Synthetic cannabis is a lab-made product that mimics the effects of cannabis to give users a high when smoked. It has been sold in Australia since 2011 under various brand names, with a range of chemical compositions.
The product presents a unique challenge for drug policymakers. Despite 18 months of legislative action intended to ban synthetic cannabis, people in some states claim they can still walk into a sex store or tobacconist and purchase it. Clearly the legislative changes have not been totally effective.
Who uses synthetic cannabis in Australia?
Last month, we published findings from the first survey of synthetic cannabis users in Australia.
When we asked people why they had first used synthetic cannabis, its legal status was an important reason. While 39% stated that they first tried the product because it was legal, 23% mentioned its availability was important, and 8% mentioned its non-detection in drug testing as a key factor.
We also found that almost all synthetic cannabis users who participated in our study had previously or were currently using cannabis.
Furthermore, evidence from this study and from the wider literature (for example, by Christopher Hoyte and Maren Hermanns-Clausen) indicates that synthetic cannabis products may be as risky as or more risky than cannabis itself. This is due to the lack of information about the ingredients in synthetic cannabis products and the pharmacological profiles of different synthetic cannabis varieties. We have virtually no information about longer term effects of these drugs.
The current state of regulation
A year ago, we published a summary of the legal status of synthetic cannabinoids in Australia. Since then, the Therapeutic Goods Administration (TGA) enacted new laws that prohibited eight broad classes of synthetic cannabinoids as well as any drugs that mimic cannabis.
These laws were intended to capture synthetic cannabinoids that were yet to be identified or even synthesised, in order to put an end to the cat and mouse game, where manufacturers introduce a new product immediately after legislators prohibit an old one.
Despite the TGA laws being ratified six months ago, there does not appear to have been any prosecutions of manufacturers based on these laws to date.
While importation falls under federal legislation, most drug laws are state-based. And while the relevant legislation in some states such as Victoria refers to the TGA’s legislation, the drug laws in other states such as New South Wales do not.
Our advice from law enforcement representatives in these states suggests that prosecution using the TGA’s legislation can only occur in federal jurisdictions (such as border control) and requires involvement by federal agents.
Nonetheless, even in Victoria – where some stores have reportedly had their synthetic cannabis confiscated since the TGA’s laws were ratified – it is unclear whether charges will be laid. Until charges are laid and these cases tried, the impact of the new laws remains unclear.
In another development, Queensland moved to independently implement new legislation redefining a “dangerous drug” as anything intended to “have a substantially similar pharmacological effect” to a banned substance.
But this legislation was not ratified, which meant that Queensland police eventually dropped charges against a number of retailers whose synthetic cannabis was confiscated.
Assessing the regulatory options
Given the ambiguity regarding synthetic cannabis, a NSW parliamentary committee is assessing the regulatory options for newer synthetic drugs. Last month, the committee heard evidence from government officials, industry representatives and researchers.
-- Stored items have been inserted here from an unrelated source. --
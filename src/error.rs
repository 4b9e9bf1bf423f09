//! Error taxonomy and process exit statuses.
//!
//! Every failure is resolved at the binary boundary: the binary logs the
//! error and maps it to an [`ExitStatus`]. Nothing here crosses from the
//! command runner into the service supervisor or back.

use std::path::PathBuf;
use std::process::ExitCode;

use thiserror::Error;

use crate::config::ConfigError;
use crate::net::listener::ListenerError;
use crate::net::tls::TlsError;

/// Deterministic process exit statuses shared by both binaries.
#[derive(Debug, Clone, Copy, PartialEq, Eq)]
pub enum ExitStatus {
    /// Work completed or the service shut down cleanly.
    Success,
    /// The server could not start (bind or transport failure).
    StartupFailed,
    /// Malformed or unknown command-line input.
    InvalidArguments,
    /// Service configuration rejected during bootstrap.
    ConfigError,
    /// Failure during the work phase.
    RuntimeError,
    /// Cooperative shutdown observed mid-work.
    Interrupted,
}

impl ExitStatus {
    /// Numeric exit code reported to the operating system.
    pub const fn code(self) -> u8 {
        match self {
            ExitStatus::Success => 0,
            ExitStatus::StartupFailed => 1,
            ExitStatus::InvalidArguments => 2,
            ExitStatus::ConfigError => 2,
            ExitStatus::RuntimeError => 4,
            ExitStatus::Interrupted => 130,
        }
    }
}

impl From<ExitStatus> for ExitCode {
    fn from(status: ExitStatus) -> Self {
        ExitCode::from(status.code())
    }
}

/// Non-fatal configuration problem: the file could not be read and
/// execution continues with environment values and defaults.
#[derive(Debug, Error)]
#[error("could not open config file '{}': {source}", path.display())]
pub struct ConfigWarning {
    pub path: PathBuf,
    #[source]
    pub source: std::io::Error,
}

/// Errors raised by the command runner.
#[derive(Debug, Error)]
pub enum RunError {
    /// Command line could not be parsed.
    #[error("invalid arguments: {0}")]
    InvalidArguments(String),

    /// Input source could not be opened.
    #[error("failed to open input '{}': {source}", path.display())]
    InputOpen {
        path: PathBuf,
        #[source]
        source: std::io::Error,
    },

    /// Input source failed while reading records.
    #[error("failed to read input '{}': {source}", path.display())]
    InputRead {
        path: PathBuf,
        #[source]
        source: std::io::Error,
    },
}

impl RunError {
    pub fn exit_status(&self) -> ExitStatus {
        match self {
            RunError::InvalidArguments(_) => ExitStatus::InvalidArguments,
            RunError::InputOpen { .. } | RunError::InputRead { .. } => ExitStatus::RuntimeError,
        }
    }
}

/// Fatal errors raised while bootstrapping the service, before it serves.
#[derive(Debug, Error)]
pub enum StartupError {
    #[error(transparent)]
    Config(#[from] ConfigError),

    #[error(transparent)]
    Tls(#[from] TlsError),

    #[error(transparent)]
    Listener(#[from] ListenerError),

    /// The transport library rejected the server setup.
    #[error("gRPC transport error: {0}")]
    Transport(String),
}

impl StartupError {
    pub fn exit_status(&self) -> ExitStatus {
        match self {
            StartupError::Config(_) | StartupError::Tls(_) => ExitStatus::ConfigError,
            StartupError::Listener(_) | StartupError::Transport(_) => ExitStatus::StartupFailed,
        }
    }
}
We outlined the following five possible regulatory options for the committee, while also recognising that the evidence to guide decision-making is limited.
The first is to continue banning individual substances as they become known. This option results in legislation and services playing catch up to an ever increasing array of new substances. A risk is that it may contribute to more harm by driving newer and lesser known products onto the market.
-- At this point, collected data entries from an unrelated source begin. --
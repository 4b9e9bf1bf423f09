//! Command-line surface of `prodstarter-cli`.

use std::path::PathBuf;

use clap::{ArgAction, Args, Parser, Subcommand};

use crate::config::RunnerConfig;

pub const APP_NAME: &str = "prodstarter-cli";

#[derive(Debug, Parser)]
#[command(name = APP_NAME)]
#[command(version, about = "Production-ready CLI template", long_about = None)]
pub struct RunnerCli {
    /// Increase verbosity (can be repeated)
    #[arg(short, long, action = ArgAction::Count, global = true)]
    pub verbose: u8,

    #[command(subcommand)]
    pub command: Option<RunnerCommand>,
}

#[derive(Debug, Subcommand)]
pub enum RunnerCommand {
    /// Show version
    Version,
    /// Run the main action
    Run(RunArgs),
    /// Print effective configuration (environment + optional file)
    Config(ConfigArgs),
}

#[derive(Debug, Clone, Default, Args)]
pub struct RunArgs {
    /// File to process line by line
    #[arg(short, long, value_name = "PATH")]
    pub input: Option<PathBuf>,

    /// Collect run metrics and print them when done
    #[arg(long)]
    pub metrics: bool,

    /// KEY=VALUE config file, applied over the environment
    #[arg(short, long, value_name = "PATH")]
    pub config: Option<PathBuf>,
}

impl RunArgs {
    /// Apply flags on top of the environment and file layers.
    pub fn apply(&self, verbosity: u8, config: &mut RunnerConfig) {
        if let Some(input) = &self.input {
            config.input_path = Some(input.clone());
        }
        if self.metrics {
            config.metrics_enabled = true;
        }
        if verbosity > 0 {
            config.verbose = true;
        }
    }
}

#[derive(Debug, Clone, Default, Args)]
pub struct ConfigArgs {
    /// KEY=VALUE config file
    #[arg(value_name = "FILE")]
    pub file: Option<PathBuf>,

    /// Print as JSON
    #[arg(long)]
    pub json: bool,
}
The second regulatory option is to ban broad categories of substances, including ones that activate the same brain systems as currently prohibited substances. But these broader laws have so far not been successfully prosecuted. They also assume that drugs of a similar category or that act on similar parts of the brain have similar harm profiles, when this may or may not be the case.
The third is to use currently available laws for the regulation of medicinal or consumer products, as some experts recently suggested. While this option may have merit, it offers only limited control.
The fourth option is to follow New Zealand’s lead and implement a specific regulatory regime for new psychoactive substances. Under the proposed system, distributors will be required to establish the safety of their products at their own expense before they may be legally sold. This new regulatory regime offers an alternative policy response to mitigate against the harmful cycle of new, untested drugs being sold as “legal highs”, but its success is yet to be established.
The fifth option is to design a new legislative framework that regulates all psychoactive substances. This option is consistent with recent calls for drug law reform. However, the Gillard government has indicated that it will not consider this option, and we still know very little about what the supply, use and harms of synthetic cannabis would look like if cannabis were legally available.
Even though there is no clear evidence to guide policy making in this area, we do know that the emergence of newer synthetic drugs is a complex challenge that requires consideration of all available policy options. We await the recommendations from the NSW Inquiry, due in 2013, which are likely to guide the direction of both state and commonwealth policy reform.